THE PROBLEM
Reproduce the lines from the one holding "The turn moved" to the end of the entries. Include both ends and change nothing.

[Saved entries]

==============================

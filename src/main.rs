use ember8_gui::Application;

fn main() {
    env_logger::init();
    if let Err(error) = Application::run() {
        log::error!("{error}");
        std::process::exit(1);
    }
}
use iced::mouse::Cursor;
use iced::widget::canvas;
use iced::{Color, Element, Fill, Point, Rectangle, Renderer, Size, Theme};

use ember8_core::{DISPLAY_HEIGHT, DISPLAY_WIDTH, FRAMEBUFFER_SIZE, Framebuffer};

use crate::Message;

/// Scales the 64x32 monochrome framebuffer to the widget bounds, one filled
/// rectangle per lit cell, white on black.
///
/// Holds its own snapshot of the cells; [`refresh`](Screen::refresh) copies
/// a new one in whenever the emulator reported a change.
pub struct Screen {
    pixels: Framebuffer,
}

impl Screen {
    pub fn new() -> Self {
        Self {
            pixels: [false; FRAMEBUFFER_SIZE],
        }
    }

    pub fn refresh(&mut self, framebuffer: &Framebuffer) {
        self.pixels = *framebuffer;
    }

    pub fn view(&self) -> Element<'_, Message> {
        canvas::Canvas::new(self).width(Fill).height(Fill).into()
    }
}

impl canvas::Program<Message> for Screen {
    type State = ();

    fn draw(
        &self,
        _state: &(),
        renderer: &Renderer,
        _theme: &Theme,
        bounds: Rectangle,
        _cursor: Cursor,
    ) -> Vec<canvas::Geometry> {
        let cell_size = Size::new(
            bounds.width / DISPLAY_WIDTH as f32,
            bounds.height / DISPLAY_HEIGHT as f32,
        );
        let mut frame = canvas::Frame::new(renderer, bounds.size());

        let background = canvas::Path::rectangle(Point::ORIGIN, bounds.size());
        frame.fill(&background, Color::BLACK);

        for y in 0..DISPLAY_HEIGHT {
            for x in 0..DISPLAY_WIDTH {
                if !self.pixels[x + y * DISPLAY_WIDTH] {
                    continue;
                }
                let top_left = Point::new(x as f32 * cell_size.width, y as f32 * cell_size.height);
                let cell = canvas::Path::rectangle(top_left, cell_size);
                frame.fill(&cell, Color::WHITE);
            }
        }

        vec![frame.into_geometry()]
    }
}

impl Default for Screen {
    fn default() -> Self {
        Self::new()
    }
}
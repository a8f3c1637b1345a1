/// The width of the display in cells
pub const DISPLAY_WIDTH: usize = 64;
/// The height of the display in cells
pub const DISPLAY_HEIGHT: usize = 32;
/// Total cell count of the row-major framebuffer
pub const FRAMEBUFFER_SIZE: usize = DISPLAY_WIDTH * DISPLAY_HEIGHT;
/// The size of ram in bytes
pub const RAM_SIZE: usize = 4096;
/// Where loaded program images start
pub const ROM_START_ADDRESS: u16 = 0x200;
/// How many image bytes fit between the ROM origin and the end of ram
pub const PROGRAM_CAPACITY: usize = RAM_SIZE - ROM_START_ADDRESS as usize;
/// Amount of general purpose registers
pub const NUM_REGISTERS: usize = 16;
/// Amount of keys on the hex keypad
pub const NUM_KEYS: usize = 16;
/// How many nested subroutine calls the return stack holds
pub const STACK_DEPTH: usize = 16;
/// Bytes per glyph in the built-in font, glyph N starts at N * 5
pub const FONT_GLYPH_BYTES: usize = 5;
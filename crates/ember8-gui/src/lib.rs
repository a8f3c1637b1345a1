//! # ember8-gui
//!
//! The presentation and input layer around the ember8-core engine: a
//! window with the scaled display, a menu for picking a ROM, keyboard
//! translation, and a 60 Hz tick that drives one machine cycle per frame.

use std::io::Write;
use std::path::Path;

use iced::keyboard;
use iced::time;
use iced::widget::{button, column};
use iced::{Element, Fill, Subscription, Task};
use iced_aw::menu::{Item, Menu, MenuBar};
use rfd::{AsyncFileDialog, FileHandle};

use ember8_core::{Cpu, RomBuffer};

mod constants;
mod keymap;
mod widgets;

/// Messages exchanged between the iced widgets and the emulation loop.
#[derive(Debug, Clone)]
pub enum Message {
    /// The fixed-rate clock driving one machine cycle per frame
    Tick,
    KeyPressed(keyboard::Key),
    KeyReleased(keyboard::Key),
    OpenRomClicked,
    RomPicked(Option<FileHandle>),
    ResetClicked,
}

/// The main application: owns the machine, refreshes the screen when the
/// engine reports a change, and halts emulation when the engine faults.
pub struct Application {
    cpu: Cpu,
    screen: widgets::Screen,
    halted: bool,
}

impl Application {
    /// Opens the window and runs until it is closed.
    pub fn run() -> iced::Result {
        iced::application(Application::default, Application::update, Application::view)
            .title(constants::APP_NAME)
            .subscription(Application::subscription)
            .run()
    }

    pub fn view(&self) -> Element<'_, Message> {
        let bar = MenuBar::new(vec![Item::with_menu(
            button("Machine"),
            Menu::new(vec![
                Item::new(
                    button("Open ROM")
                        .on_press(Message::OpenRomClicked)
                        .width(Fill),
                ),
                Item::new(button("Reset").on_press(Message::ResetClicked).width(Fill)),
            ])
            .width(180.0),
        )]);

        column![bar, self.screen.view()]
            .width(Fill)
            .height(Fill)
            .into()
    }

    pub fn update(&mut self, message: Message) -> Task<Message> {
        match message {
            Message::Tick => self.tick(),
            Message::KeyPressed(key) => {
                if let Some(code) = keymap::key_code(&key) {
                    self.cpu.press_key(code);
                }
            }
            Message::KeyReleased(key) => {
                if let Some(code) = keymap::key_code(&key) {
                    self.cpu.release_key(code);
                }
            }
            Message::OpenRomClicked => {
                return Task::perform(
                    AsyncFileDialog::new()
                        .add_filter("CHIP-8 ROM", &["ch8", "rom"])
                        .pick_file(),
                    Message::RomPicked,
                );
            }
            Message::RomPicked(Some(handle)) => self.load_rom(handle.path()),
            Message::RomPicked(None) => {}
            Message::ResetClicked => {
                self.cpu.reset();
                self.screen.refresh(self.cpu.framebuffer());
                self.halted = false;
            }
        }

        Task::none()
    }

    pub fn subscription(&self) -> Subscription<Message> {
        Subscription::batch(vec![
            iced::event::listen_with(|event, status, _| match (event, status) {
                (
                    iced::Event::Keyboard(keyboard::Event::KeyPressed { key, .. }),
                    iced::event::Status::Ignored,
                ) => Some(Message::KeyPressed(key)),
                _ => None,
            }),
            iced::event::listen_with(|event, status, _| match (event, status) {
                (
                    iced::Event::Keyboard(keyboard::Event::KeyReleased { key, .. }),
                    iced::event::Status::Ignored,
                ) => Some(Message::KeyReleased(key)),
                _ => None,
            }),
            time::every(constants::TICK_INTERVAL).map(|_| Message::Tick),
        ])
    }

    /// One emulation frame: a single machine cycle, then flag consumption.
    fn tick(&mut self) {
        if self.halted {
            return;
        }
        if let Err(error) = self.cpu.step() {
            log::error!("emulation halted: {error}");
            self.halted = true;
        }
        if self.cpu.take_draw_flag() {
            self.screen.refresh(self.cpu.framebuffer());
        }
        if self.cpu.take_buzz_flag() {
            // TODO: route this through an audio sink instead of the bell
            print!("\x07");
            let _ = std::io::stdout().flush();
        }
    }

    fn load_rom(&mut self, path: &Path) {
        let rom = match RomBuffer::from_file(path) {
            Ok(rom) => rom,
            Err(error) => {
                log::error!("could not read {}: {error}", path.display());
                return;
            }
        };
        self.cpu.reset();
        self.halted = false;
        if let Err(error) = self.cpu.load_rom(&rom) {
            log::error!("could not load {}: {error}", path.display());
            self.halted = true;
        }
        self.screen.refresh(self.cpu.framebuffer());
        log::info!("loaded {}", path.display());
    }
}

impl Default for Application {
    fn default() -> Self {
        Self {
            cpu: Cpu::new(),
            screen: widgets::Screen::new(),
            halted: false,
        }
    }
}
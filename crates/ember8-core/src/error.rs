use crate::constants::STACK_DEPTH;

/// Everything that can go wrong while loading an image or stepping the
/// machine. Each condition is local to the call that produced it; none are
/// transient.
#[derive(Debug, thiserror::Error, PartialEq, Eq)]
pub enum EmulatorError {
    #[error("program image is {size} bytes, at most {capacity} bytes fit above the ROM origin")]
    RomTooLarge { size: usize, capacity: usize },

    #[error("memory access out of bounds at address {address:#06X}")]
    MemoryOutOfBounds { address: u16 },

    #[error("returned from a subroutine with an empty call stack")]
    StackUnderflow,

    #[error("subroutine nesting exceeds the {STACK_DEPTH}-slot return stack")]
    StackOverflow,

    #[error("unknown opcode {opcode:#06X}")]
    UnknownOpcode { opcode: u16 },
}
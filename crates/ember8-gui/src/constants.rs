use iced::time::Duration;

pub const APP_NAME: &str = "Ember-8";
/// One machine cycle per tick. As close to 60 Hz as a millisecond timer
/// gets; the engine's timers assume this cadence.
pub const TICK_INTERVAL: Duration = Duration::from_millis(17);
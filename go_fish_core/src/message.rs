use crate::card::{Card, Rank};
use crate::state::PlayerId;
use serde::{Deserialize, Serialize};

// --- Driver -> engine ---
// What a front end can ask the engine to do on behalf of the current player.

#[derive(Serialize, Deserialize, Debug, Clone, PartialEq, Eq)]
pub enum PlayerCommand {
    /// Ask `opponent` for every card of `rank`.
    Ask { opponent: PlayerId, rank: Rank },
    /// Let the engine pick opponent and rank at random.
    Automated,
    /// Finish the turn: either pass to the next seat or end the game.
    EndTurn,
}

// --- Engine -> driver ---
// Everything the engine reports back after a command, in the order it happened.

#[derive(Serialize, Deserialize, Debug, Clone, PartialEq, Eq)]
pub enum GameEvent {
    /// The opponent had cards of the requested rank and handed them all over.
    CardsGiven {
        from: PlayerId,
        to: PlayerId,
        rank: Rank,
        count: usize,
    },
    /// The opponent had none. `drawn` is the card taken from the deck, or
    /// `None` when the deck was already empty.
    GoFish {
        player: PlayerId,
        asked: PlayerId,
        rank: Rank,
        drawn: Option<Card>,
    },
    /// `player` collected all four cards of `rank`.
    BookCompleted { player: PlayerId, rank: Rank },
    /// The turn moved to `player`.
    TurnPassed { player: PlayerId },
    /// Terminal event.
    GameOver { winner: PlayerId, books: usize },
}

impl GameEvent {
    /// True for a successful request, the case a "go again" driver policy looks at.
    pub fn is_catch(&self) -> bool {
        matches!(self, GameEvent::CardsGiven { .. })
    }
}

==============================

SOLUTION TO THE EXERCISE
    /// The turn moved to `player`.
    TurnPassed { player: PlayerId },
    /// Terminal event.
    GameOver { winner: PlayerId, books: usize },
}

impl GameEvent {
    /// True for a successful request, the case a "go again" driver policy looks at.
    pub fn is_catch(&self) -> bool {
        matches!(self, GameEvent::CardsGiven { .. })
    }
}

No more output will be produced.